DATA RECORDS:
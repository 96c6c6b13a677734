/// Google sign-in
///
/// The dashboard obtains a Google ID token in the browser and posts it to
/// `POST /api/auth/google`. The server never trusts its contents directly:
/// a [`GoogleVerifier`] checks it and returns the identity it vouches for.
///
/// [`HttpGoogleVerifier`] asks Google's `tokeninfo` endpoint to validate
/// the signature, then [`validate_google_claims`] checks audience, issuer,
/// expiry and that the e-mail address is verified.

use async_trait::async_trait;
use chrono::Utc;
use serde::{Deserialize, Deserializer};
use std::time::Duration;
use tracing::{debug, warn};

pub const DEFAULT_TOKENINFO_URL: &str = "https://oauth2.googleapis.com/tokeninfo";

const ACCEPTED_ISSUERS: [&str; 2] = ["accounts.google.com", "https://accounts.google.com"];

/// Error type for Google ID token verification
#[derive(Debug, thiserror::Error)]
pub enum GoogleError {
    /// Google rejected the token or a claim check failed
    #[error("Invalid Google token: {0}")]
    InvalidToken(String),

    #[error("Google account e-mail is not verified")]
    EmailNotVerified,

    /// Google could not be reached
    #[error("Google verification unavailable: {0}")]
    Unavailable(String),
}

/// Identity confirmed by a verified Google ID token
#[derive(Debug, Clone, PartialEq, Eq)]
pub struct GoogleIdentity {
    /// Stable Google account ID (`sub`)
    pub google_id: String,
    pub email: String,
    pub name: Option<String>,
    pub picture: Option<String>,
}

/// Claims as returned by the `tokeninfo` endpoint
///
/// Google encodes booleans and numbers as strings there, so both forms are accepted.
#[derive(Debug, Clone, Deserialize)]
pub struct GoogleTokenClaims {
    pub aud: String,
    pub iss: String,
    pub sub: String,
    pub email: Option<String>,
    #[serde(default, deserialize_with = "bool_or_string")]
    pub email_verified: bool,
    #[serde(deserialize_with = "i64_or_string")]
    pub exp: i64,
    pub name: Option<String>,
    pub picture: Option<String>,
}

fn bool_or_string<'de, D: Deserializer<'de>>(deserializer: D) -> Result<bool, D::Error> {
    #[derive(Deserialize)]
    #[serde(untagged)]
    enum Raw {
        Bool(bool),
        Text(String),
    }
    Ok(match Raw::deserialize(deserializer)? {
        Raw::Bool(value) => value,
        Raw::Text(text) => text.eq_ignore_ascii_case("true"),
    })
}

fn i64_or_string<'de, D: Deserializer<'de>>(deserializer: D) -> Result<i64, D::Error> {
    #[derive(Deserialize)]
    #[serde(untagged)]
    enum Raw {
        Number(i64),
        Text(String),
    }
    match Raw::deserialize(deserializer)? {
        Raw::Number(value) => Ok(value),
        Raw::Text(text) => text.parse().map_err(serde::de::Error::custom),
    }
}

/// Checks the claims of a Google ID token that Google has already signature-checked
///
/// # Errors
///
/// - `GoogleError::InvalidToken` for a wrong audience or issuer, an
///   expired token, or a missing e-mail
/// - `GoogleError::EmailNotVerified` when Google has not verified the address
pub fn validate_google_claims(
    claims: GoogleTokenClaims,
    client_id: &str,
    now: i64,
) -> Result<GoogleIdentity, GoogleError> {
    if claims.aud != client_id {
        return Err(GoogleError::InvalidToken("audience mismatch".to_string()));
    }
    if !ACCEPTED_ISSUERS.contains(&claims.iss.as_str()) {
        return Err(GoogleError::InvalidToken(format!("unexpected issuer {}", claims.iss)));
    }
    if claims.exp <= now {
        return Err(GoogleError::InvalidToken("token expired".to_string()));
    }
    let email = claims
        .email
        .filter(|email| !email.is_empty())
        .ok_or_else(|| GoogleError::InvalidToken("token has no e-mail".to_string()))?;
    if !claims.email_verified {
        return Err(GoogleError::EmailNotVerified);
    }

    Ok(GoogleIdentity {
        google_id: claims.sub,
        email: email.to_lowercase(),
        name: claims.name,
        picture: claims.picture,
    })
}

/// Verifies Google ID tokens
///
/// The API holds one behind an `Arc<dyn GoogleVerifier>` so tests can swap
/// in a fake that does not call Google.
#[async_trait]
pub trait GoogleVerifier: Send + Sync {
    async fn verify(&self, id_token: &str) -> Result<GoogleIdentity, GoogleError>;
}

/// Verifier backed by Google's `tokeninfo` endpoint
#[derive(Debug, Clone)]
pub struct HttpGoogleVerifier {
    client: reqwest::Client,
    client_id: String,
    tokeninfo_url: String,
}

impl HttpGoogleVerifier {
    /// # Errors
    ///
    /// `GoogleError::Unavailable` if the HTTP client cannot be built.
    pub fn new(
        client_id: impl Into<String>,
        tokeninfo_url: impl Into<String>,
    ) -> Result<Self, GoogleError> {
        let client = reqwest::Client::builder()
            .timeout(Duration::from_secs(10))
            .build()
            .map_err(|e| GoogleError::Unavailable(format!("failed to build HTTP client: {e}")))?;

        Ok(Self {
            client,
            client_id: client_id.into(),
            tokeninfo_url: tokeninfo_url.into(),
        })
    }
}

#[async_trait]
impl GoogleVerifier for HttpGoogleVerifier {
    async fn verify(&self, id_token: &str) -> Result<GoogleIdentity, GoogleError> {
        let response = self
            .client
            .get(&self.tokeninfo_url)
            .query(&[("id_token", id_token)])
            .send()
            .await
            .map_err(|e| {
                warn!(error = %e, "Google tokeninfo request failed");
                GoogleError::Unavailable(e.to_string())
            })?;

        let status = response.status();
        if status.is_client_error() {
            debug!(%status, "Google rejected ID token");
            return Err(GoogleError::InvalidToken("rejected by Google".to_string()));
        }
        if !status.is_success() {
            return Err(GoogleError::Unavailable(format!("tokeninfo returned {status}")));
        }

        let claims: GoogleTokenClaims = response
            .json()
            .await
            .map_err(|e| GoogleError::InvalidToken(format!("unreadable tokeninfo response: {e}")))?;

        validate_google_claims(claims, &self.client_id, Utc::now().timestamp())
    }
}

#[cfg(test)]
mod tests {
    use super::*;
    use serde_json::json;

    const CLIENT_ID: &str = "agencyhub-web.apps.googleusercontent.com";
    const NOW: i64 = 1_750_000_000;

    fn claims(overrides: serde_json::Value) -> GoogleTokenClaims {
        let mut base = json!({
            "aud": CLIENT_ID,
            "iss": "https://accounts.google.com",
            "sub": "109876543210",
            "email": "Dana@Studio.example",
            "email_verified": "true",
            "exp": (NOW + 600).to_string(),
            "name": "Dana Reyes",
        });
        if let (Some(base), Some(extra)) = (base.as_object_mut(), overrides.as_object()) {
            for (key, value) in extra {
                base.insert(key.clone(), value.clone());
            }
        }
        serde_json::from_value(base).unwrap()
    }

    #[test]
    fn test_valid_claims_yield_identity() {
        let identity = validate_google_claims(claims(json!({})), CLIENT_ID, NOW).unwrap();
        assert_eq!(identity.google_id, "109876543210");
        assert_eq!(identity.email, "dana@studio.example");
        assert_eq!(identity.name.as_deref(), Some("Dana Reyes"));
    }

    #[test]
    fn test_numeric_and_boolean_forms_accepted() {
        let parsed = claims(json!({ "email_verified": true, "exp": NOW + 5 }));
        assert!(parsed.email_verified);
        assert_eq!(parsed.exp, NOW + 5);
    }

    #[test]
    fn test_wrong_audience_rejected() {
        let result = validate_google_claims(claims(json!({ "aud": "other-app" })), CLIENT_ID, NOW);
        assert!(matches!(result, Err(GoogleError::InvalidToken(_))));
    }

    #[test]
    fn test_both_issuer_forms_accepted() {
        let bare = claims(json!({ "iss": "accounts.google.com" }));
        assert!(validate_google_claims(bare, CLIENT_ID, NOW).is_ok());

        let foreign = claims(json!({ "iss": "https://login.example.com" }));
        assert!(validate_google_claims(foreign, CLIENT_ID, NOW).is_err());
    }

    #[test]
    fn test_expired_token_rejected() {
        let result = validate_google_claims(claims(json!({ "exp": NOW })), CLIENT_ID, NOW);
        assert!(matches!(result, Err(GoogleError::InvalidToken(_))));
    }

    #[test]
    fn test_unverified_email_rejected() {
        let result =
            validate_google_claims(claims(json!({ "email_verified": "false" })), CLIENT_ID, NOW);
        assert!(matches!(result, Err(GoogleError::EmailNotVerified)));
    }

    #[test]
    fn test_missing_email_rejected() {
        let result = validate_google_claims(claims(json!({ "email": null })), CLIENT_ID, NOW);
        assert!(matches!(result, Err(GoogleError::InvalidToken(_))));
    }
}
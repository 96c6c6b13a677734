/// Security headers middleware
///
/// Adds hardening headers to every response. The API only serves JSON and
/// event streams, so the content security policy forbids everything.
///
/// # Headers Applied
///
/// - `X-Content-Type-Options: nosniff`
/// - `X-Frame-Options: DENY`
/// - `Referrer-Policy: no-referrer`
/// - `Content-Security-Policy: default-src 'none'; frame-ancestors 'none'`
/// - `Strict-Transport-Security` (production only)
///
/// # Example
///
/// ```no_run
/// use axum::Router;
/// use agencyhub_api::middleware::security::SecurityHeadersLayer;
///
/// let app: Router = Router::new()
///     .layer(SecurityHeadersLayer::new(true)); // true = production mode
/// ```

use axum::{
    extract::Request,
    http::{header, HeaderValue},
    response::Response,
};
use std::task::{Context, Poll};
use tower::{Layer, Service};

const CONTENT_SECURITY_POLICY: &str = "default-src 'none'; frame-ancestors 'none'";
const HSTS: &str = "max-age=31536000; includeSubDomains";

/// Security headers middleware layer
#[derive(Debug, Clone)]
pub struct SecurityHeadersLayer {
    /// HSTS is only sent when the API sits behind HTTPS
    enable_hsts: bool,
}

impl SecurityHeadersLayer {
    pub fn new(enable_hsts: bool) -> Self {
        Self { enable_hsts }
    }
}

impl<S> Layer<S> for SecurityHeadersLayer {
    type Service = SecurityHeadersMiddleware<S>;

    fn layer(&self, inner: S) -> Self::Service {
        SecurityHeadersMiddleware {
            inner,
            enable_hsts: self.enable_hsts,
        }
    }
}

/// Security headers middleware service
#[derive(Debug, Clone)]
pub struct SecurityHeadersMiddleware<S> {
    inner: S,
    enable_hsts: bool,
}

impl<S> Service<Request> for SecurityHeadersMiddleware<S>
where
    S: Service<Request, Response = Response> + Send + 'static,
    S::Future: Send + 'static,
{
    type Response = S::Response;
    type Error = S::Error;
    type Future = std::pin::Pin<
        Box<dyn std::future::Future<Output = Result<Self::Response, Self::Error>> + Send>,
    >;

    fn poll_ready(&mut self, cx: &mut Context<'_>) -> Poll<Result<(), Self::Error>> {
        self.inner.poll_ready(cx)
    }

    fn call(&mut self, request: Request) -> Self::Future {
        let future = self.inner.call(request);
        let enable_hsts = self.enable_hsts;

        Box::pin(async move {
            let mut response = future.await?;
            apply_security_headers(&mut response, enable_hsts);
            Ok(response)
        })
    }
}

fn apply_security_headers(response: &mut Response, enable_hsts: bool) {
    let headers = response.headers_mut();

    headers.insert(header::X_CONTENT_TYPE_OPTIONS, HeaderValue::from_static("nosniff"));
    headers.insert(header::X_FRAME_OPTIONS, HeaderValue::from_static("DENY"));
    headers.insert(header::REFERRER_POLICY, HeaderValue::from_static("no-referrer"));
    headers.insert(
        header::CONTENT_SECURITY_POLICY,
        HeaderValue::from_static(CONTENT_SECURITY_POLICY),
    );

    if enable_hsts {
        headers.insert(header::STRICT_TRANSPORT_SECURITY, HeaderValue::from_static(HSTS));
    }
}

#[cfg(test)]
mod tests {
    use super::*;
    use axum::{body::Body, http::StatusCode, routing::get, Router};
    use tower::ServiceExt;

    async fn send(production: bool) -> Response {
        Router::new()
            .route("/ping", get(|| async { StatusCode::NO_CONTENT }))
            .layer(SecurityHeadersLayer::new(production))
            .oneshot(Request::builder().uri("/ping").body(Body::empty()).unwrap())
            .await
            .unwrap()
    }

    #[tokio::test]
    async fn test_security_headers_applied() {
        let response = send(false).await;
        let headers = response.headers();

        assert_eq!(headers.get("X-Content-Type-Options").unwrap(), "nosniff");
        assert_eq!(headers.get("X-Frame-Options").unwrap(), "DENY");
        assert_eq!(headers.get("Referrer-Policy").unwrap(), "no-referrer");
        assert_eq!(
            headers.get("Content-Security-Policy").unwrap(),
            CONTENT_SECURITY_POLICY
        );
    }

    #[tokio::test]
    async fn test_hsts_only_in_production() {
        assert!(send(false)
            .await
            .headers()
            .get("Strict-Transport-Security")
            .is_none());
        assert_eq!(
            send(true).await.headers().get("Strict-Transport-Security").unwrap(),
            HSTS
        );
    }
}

EXERCISE PROMPT: Each line holding the word "bare" must be copied from the data.

RESPONSE AREA:
        let bare = claims(json!({ "iss": "accounts.google.com" }));
        assert!(validate_google_claims(bare, CLIENT_ID, NOW).is_ok());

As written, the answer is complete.